Eduard Reinacher
*5.April 1892 in Straßburg/Elsaß, +16.Dezember 1968 in Stuttgart-Bad Cannstatt/Baden-Württemberg
Stationen u.a.: Studium Philosophie an der Universität Straßburg. Abbruch wegen des 1. Weltkriegs. Journalist. Heiratet 1923 die Keramikerin Dorkas Renacher-Härlin. Gehört zu den Pionieren der Gattung "Hörspiel".
Arbeitsgebiete: Gedicht, Erzählung, Roman, Drama, Hörspiel
Auszeichnungen/Ehrungen/Preise (Auswahl): Kleist-Preis (1929 - gemeinsam mit Alfred Brust). Ehrenhonorar der Reichs-Rundfunk-Gesellschaft (1931). Johann Peter Hebel-Preis (1938). Erwin von Steinbach-Preis (1962).

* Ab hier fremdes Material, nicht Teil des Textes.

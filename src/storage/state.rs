//! Encoding of the tracker state into key-value entries
//!
//! | key          | value                                   |
//! |--------------|-----------------------------------------|
//! | `expenses`   | JSON array of expense records           |
//! | `categories` | JSON object mapping name to budget      |
//! | `month`      | plain `YYYY-MM` string                  |
//!
//! Missing keys fall back to first-run defaults. Unreadable values also fall
//! back, and are reported as [`LoadWarning`]s instead of failing the load.

use std::fmt;

use serde::de::DeserializeOwned;

use crate::error::{TrackerError, TrackerResult};
use crate::models::{BudgetRegistry, ExpenseLedger, Month, TrackerState};

use super::kv::KeyValueStore;

pub const EXPENSES_KEY: &str = "expenses";
pub const CATEGORIES_KEY: &str = "categories";
pub const MONTH_KEY: &str = "month";

/// A persisted value that could not be read and was replaced by its default
#[derive(Debug, Clone, PartialEq, Eq)]
pub struct LoadWarning {
    pub key: &'static str,
    pub message: String,
}

impl fmt::Display for LoadWarning {
    fn fmt(&self, f: &mut fmt::Formatter<'_>) -> fmt::Result {
        write!(
            f,
            "stored '{}' could not be read ({}); using defaults",
            self.key, self.message
        )
    }
}

/// Read the full state from a store
///
/// Only store access failures are errors; bad data is reported as warnings.
pub fn load_state(
    store: &dyn KeyValueStore,
    default_month: Month,
) -> TrackerResult<(TrackerState, Vec<LoadWarning>)> {
    let mut warnings = Vec::new();

    let month = match store.get(MONTH_KEY)? {
        None => default_month,
        Some(raw) => match raw.trim().parse::<Month>() {
            Ok(month) => month,
            Err(e) => {
                warnings.push(LoadWarning {
                    key: MONTH_KEY,
                    message: e.to_string(),
                });
                default_month
            }
        },
    };

    let categories = load_json(store, CATEGORIES_KEY, &mut warnings)?
        .unwrap_or_else(BudgetRegistry::with_defaults);
    let expenses = load_json(store, EXPENSES_KEY, &mut warnings)?.unwrap_or_else(ExpenseLedger::new);

    Ok((
        TrackerState {
            month,
            categories,
            expenses,
        },
        warnings,
    ))
}

fn load_json<T: DeserializeOwned>(
    store: &dyn KeyValueStore,
    key: &'static str,
    warnings: &mut Vec<LoadWarning>,
) -> TrackerResult<Option<T>> {
    let Some(raw) = store.get(key)? else {
        return Ok(None);
    };

    // A stored JSON null is what an empty slot looks like to older writers
    if raw.trim().is_empty() || raw.trim() == "null" {
        return Ok(None);
    }

    match serde_json::from_str(&raw) {
        Ok(value) => Ok(Some(value)),
        Err(e) => {
            warnings.push(LoadWarning {
                key,
                message: e.to_string(),
            });
            Ok(None)
        }
    }
}

pub fn encode_expenses(expenses: &ExpenseLedger) -> TrackerResult<String> {
    serde_json::to_string(expenses)
        .map_err(|e| TrackerError::Json(format!("Failed to serialize expenses: {}", e)))
}

pub fn encode_categories(categories: &BudgetRegistry) -> TrackerResult<String> {
    serde_json::to_string(categories)
        .map_err(|e| TrackerError::Json(format!("Failed to serialize categories: {}", e)))
}

pub fn encode_month(month: Month) -> String {
    month.to_string()
}

#[cfg(test)]
mod tests {
    use super::*;
    use crate::models::Money;
    use crate::storage::kv::MemoryStore;

    fn january() -> Month {
        Month::new(2024, 1).unwrap()
    }

    #[test]
    fn test_empty_store_gives_defaults() {
        let store = MemoryStore::new();
        let (state, warnings) = load_state(&store, january()).unwrap();

        assert!(warnings.is_empty());
        assert_eq!(state, TrackerState::defaults(january()));
    }

    #[test]
    fn test_reads_existing_values() {
        let mut store = MemoryStore::new();
        store.set(MONTH_KEY, "2023-11").unwrap();
        store.set(CATEGORIES_KEY, r#"{"Books": 500}"#).unwrap();
        store
            .set(
                EXPENSES_KEY,
                r#"[{"id": 1, "amount": 100, "category": "Books", "date": "2023-11-02", "time": "08:15", "note": "novel"}]"#,
            )
            .unwrap();

        let (state, warnings) = load_state(&store, january()).unwrap();
        assert!(warnings.is_empty());
        assert_eq!(state.month, Month::new(2023, 11).unwrap());
        assert_eq!(state.categories.get("Books"), Some(Money::from_units(500)));
        assert_eq!(state.categories.len(), 1);
        assert_eq!(state.expenses.len(), 1);
        assert_eq!(state.expenses.as_slice()[0].note, "novel");
    }

    #[test]
    fn test_corrupt_values_fall_back_with_warnings() {
        let mut store = MemoryStore::new();
        store.set(MONTH_KEY, "next month").unwrap();
        store.set(CATEGORIES_KEY, "{broken").unwrap();
        store.set(EXPENSES_KEY, r#"[{"id": "x"}]"#).unwrap();

        let (state, warnings) = load_state(&store, january()).unwrap();
        assert_eq!(state, TrackerState::defaults(january()));

        let keys: Vec<_> = warnings.iter().map(|w| w.key).collect();
        assert_eq!(keys, [MONTH_KEY, CATEGORIES_KEY, EXPENSES_KEY]);
        assert!(warnings[0].to_string().contains("using defaults"));
    }

    #[test]
    fn test_null_values_are_absent() {
        let mut store = MemoryStore::new();
        store.set(CATEGORIES_KEY, "null").unwrap();
        store.set(EXPENSES_KEY, "null").unwrap();

        let (state, warnings) = load_state(&store, january()).unwrap();
        assert!(warnings.is_empty());
        assert_eq!(state.categories, BudgetRegistry::with_defaults());
    }

    #[test]
    fn test_encode_layout() {
        let state = TrackerState::defaults(january());
        assert_eq!(
            encode_categories(&state.categories).unwrap(),
            r#"{"Food":8000,"Rent":15000,"Transport":3000}"#
        );
        assert_eq!(encode_expenses(&state.expenses).unwrap(), "[]");
        assert_eq!(encode_month(state.month), "2024-01");
    }
}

Veröffentlichungen (Auswahl): Robinson, Erzählung (1920). Die Hochzeit des Todes, Erzählungen+Verse (1921). Der Bauernzorn, Drama (1922). Elsässer Idyllen und Elegien (1925). Bohème in Kustenz, Roman (1929). Der Narr mit der Hacke, Hörspiel (1930). Am Abgrund hin, Fragmente (1972). Aschermittwochs-Parade, Erinnerungen as einem Irrehaus (1973).